• **Data listing**
use std::io::{BufRead, Write};
use std::mem;

use anyhow::{Context, Result};
use log::{debug, info, warn};

use crate::config::{Config, Layout};
use crate::cost::{CostError, CostQuote};
use crate::models::{ClassMetadata, Student};
use crate::roster::Roster;
use crate::store::RosterFile;
use crate::user_log::UserLog;

use super::console::{Console, StatusKind};
use super::input::{
    parse_age, parse_code, parse_cost, parse_currency, parse_gender, parse_int, parse_name,
    parse_yes_no, InputError,
};
use super::menu::{self, MenuAction};
use super::surface_error;

/// Where the menu loop is. `Dispatching` only lives for the span of one
/// operation; every operation hands control back to `Prompting`.
#[derive(Debug, Clone, Copy, PartialEq, Eq)]
pub enum SessionState {
    Prompting,
    Dispatching(MenuAction),
    Terminated,
}

/// One interactive session: the console, the roster it manages, and the
/// file it persists to.
pub struct Session<R, W> {
    console: Console<R, W>,
    layout: Layout,
    store: RosterFile,
    roster: Roster,
    metadata: Option<ClassMetadata>,
    tax_rate: f64,
    user_log: Option<UserLog>,
    state: SessionState,
}

impl<R: BufRead, W: Write> Session<R, W> {
    pub fn new(config: &Config, input: R, output: W) -> Self {
        Self {
            console: Console::new(input, output),
            layout: config.layout,
            store: RosterFile::new(config.roster_path(), config.layout),
            roster: Roster::Empty,
            metadata: None,
            tax_rate: config.tax_rate,
            user_log: config.user_log.then(|| UserLog::new(config.user_log_path())),
            state: SessionState::Prompting,
        }
    }

    pub fn roster(&self) -> &Roster {
        &self.roster
    }

    pub fn metadata(&self) -> Option<&ClassMetadata> {
        self.metadata.as_ref()
    }

    pub fn state(&self) -> SessionState {
        self.state
    }

    pub fn output(&self) -> &W {
        self.console.output()
    }

    /// Run the startup hook, then the menu loop until the user quits or
    /// input runs out. Only console failures surface as errors.
    pub fn run(&mut self) -> Result<()> {
        if let Some(user_log) = self.user_log.take() {
            user_log.capture(&mut self.console)?;
        }

        while self.state != SessionState::Terminated {
            self.state = match mem::replace(&mut self.state, SessionState::Prompting) {
                SessionState::Prompting => self.prompt_choice()?,
                SessionState::Dispatching(action) => self.dispatch(action)?,
                SessionState::Terminated => SessionState::Terminated,
            };
        }
        debug!("session terminated");
        Ok(())
    }

    fn prompt_choice(&mut self) -> Result<SessionState> {
        self.console.say(menu::render(self.layout))?;
        let layout = self.layout;
        let choice = self
            .console
            .prompt("Choice: ")?
            .and_then(|line| menu::parse_choice(layout, &line));

        match choice {
            Ok(action) => Ok(SessionState::Dispatching(action)),
            Err(InputError::EndOfInput) => {
                debug!("input closed, ending session");
                Ok(SessionState::Terminated)
            }
            Err(err) => {
                self.report(format!("Error: cannot identify your input ({err})"))?;
                Ok(SessionState::Prompting)
            }
        }
    }

    fn dispatch(&mut self, action: MenuAction) -> Result<SessionState> {
        debug!("dispatching {action:?}");
        match action {
            MenuAction::CreateClass => self.create_class()?,
            MenuAction::ViewDetails => self.view_details()?,
            MenuAction::ViewThenSave => {
                self.view_students()?;
                self.save()?;
            }
            MenuAction::Save => self.save()?,
            MenuAction::Load => self.load()?,
            MenuAction::Cost => self.calculate_cost()?,
            MenuAction::Quit => return Ok(SessionState::Terminated),
        }
        Ok(SessionState::Prompting)
    }

    fn create_class(&mut self) -> Result<()> {
        let metadata = if self.layout.has_metadata() {
            match self.ask_metadata()? {
                Ok(metadata) => Some(metadata),
                Err(err) => return self.report(format!("Class not created: {err}")),
            }
        } else {
            None
        };

        let count = self
            .console
            .ask("Enter the number of students in the class: ", parse_int)?;
        let allocated = match count {
            Ok(count) => Roster::allocate(count).map_err(anyhow::Error::from),
            Err(err) => Err(err.into()),
        };
        self.metadata = None;
        match allocated {
            Ok(roster) => self.roster = roster,
            Err(err) => {
                self.roster = Roster::Empty;
                return self.report(format!("Class not created: {err}"));
            }
        }

        let total = self.roster.count();
        let filled = self.roster.fill_with(|slot| {
            read_student(&mut self.console, slot, total)
                .with_context(|| format!("student {} could not be added", slot + 1))
        });

        match filled {
            Ok(()) => {
                self.metadata = metadata;
                info!("created class of {total} students");
                self.console
                    .status("All students have been added.", StatusKind::Info)
            }
            // Anything other than a bad answer means the console is gone.
            Err(err) if err.downcast_ref::<InputError>().is_none() => Err(err),
            Err(err) => self.report(format!("{}. The class was discarded.", surface_error(err))),
        }
    }

    fn ask_metadata(&mut self) -> Result<Result<ClassMetadata, InputError>> {
        let mut codes = Vec::with_capacity(3);
        for (prompt, field) in [
            ("Enter the class category: ", "category"),
            ("Enter the course number: ", "course number"),
            ("Enter the section number: ", "section"),
        ] {
            match self.console.ask(prompt, |raw| parse_code(raw, field))? {
                Ok(code) => codes.push(code),
                Err(err) => return Ok(Err(err)),
            }
        }
        Ok(Ok(ClassMetadata::new(&codes[0], &codes[1], &codes[2])))
    }

    fn view_details(&mut self) -> Result<()> {
        match &self.metadata {
            Some(metadata) => {
                let text = format!("Class details:\n{metadata}");
                self.console.say(text)
            }
            None => self.report("No class data."),
        }
    }

    fn view_students(&mut self) -> Result<()> {
        let Some(lines) = self.roster.display_lines() else {
            return self.report("No student data.");
        };
        for line in lines {
            self.console.say(line)?;
        }
        Ok(())
    }

    fn save(&mut self) -> Result<()> {
        match self.store.save(&self.roster, self.metadata.as_ref()) {
            Ok(()) => {
                let text = format!("Class of {} students saved.", self.roster.count());
                self.console.status(text, StatusKind::Info)
            }
            Err(err) => {
                warn!("save failed: {err}");
                self.report(format!("Save failed: {}", surface_error(err)))
            }
        }
    }

    /// A failed load leaves no class behind: whatever was in memory is
    /// dropped along with its metadata.
    fn load(&mut self) -> Result<()> {
        match self.store.load() {
            Ok(snapshot) => {
                self.roster = snapshot.roster;
                self.metadata = snapshot.metadata;
                let text = format!("Class of {} students loaded.", self.roster.count());
                self.console.status(text, StatusKind::Info)
            }
            Err(err) => {
                warn!("load failed: {err}");
                self.roster = Roster::Empty;
                self.metadata = None;
                self.report(format!("Read failed: {}", surface_error(err)))
            }
        }
    }

    fn calculate_cost(&mut self) -> Result<()> {
        if self.roster.is_empty() {
            return self.report(CostError::EmptyRoster);
        }

        let per_student = match self
            .console
            .ask("\tPlease enter the cost per student: ", parse_cost)?
        {
            Ok(cost) => cost,
            Err(err) => return self.report(err),
        };
        let tax_prompt = format!("\tApply {}% tax? [y/n]: ", self.tax_rate);
        let with_tax = match self.console.ask(&tax_prompt, parse_yes_no)? {
            Ok(answer) => answer,
            Err(err) => return self.report(err),
        };
        let currency = match self
            .console
            .ask("\tCurrency [1=USD $, 2=EUR €]: ", parse_currency)?
        {
            Ok(currency) => currency,
            Err(err) => return self.report(err),
        };

        let tax_rate = with_tax.then_some(self.tax_rate);
        match CostQuote::for_roster(&self.roster, per_student, tax_rate, currency) {
            Ok(quote) => self.console.say(format!("Total cost will be: {quote}")),
            Err(err) => self.report(err),
        }
    }

    fn report(&mut self, text: impl std::fmt::Display) -> Result<()> {
        self.console.status(text, StatusKind::Error)
    }
}

/// Prompt for one student's fields. Any bad answer ends the fill.
fn read_student<R: BufRead, W: Write>(
    console: &mut Console<R, W>,
    slot: usize,
    total: usize,
) -> Result<Student> {
    let name = console.ask("\tStudent Name: ", parse_name)??;
    let gender = console.ask("\tStudent Gender [1=Male, 2=Female, 3=Other]: ", parse_gender)??;
    let age = console.ask("\tStudent Age: ", parse_age)??;

    let remaining = total - slot - 1;
    console.say(format!(
        "Student added! {remaining} students left to add."
    ))?;
    Ok(Student::new(&name, gender, age))
}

• **Try it**
Go through the material and copy each line that contains "count".

• **Output for this exercise**
        let count = self
        let allocated = match count {
            Ok(count) => Roster::allocate(count).map_err(anyhow::Error::from),
        let total = self.roster.count();
                let text = format!("Class of {} students saved.", self.roster.count());
                let text = format!("Class of {} students loaded.", self.roster.count());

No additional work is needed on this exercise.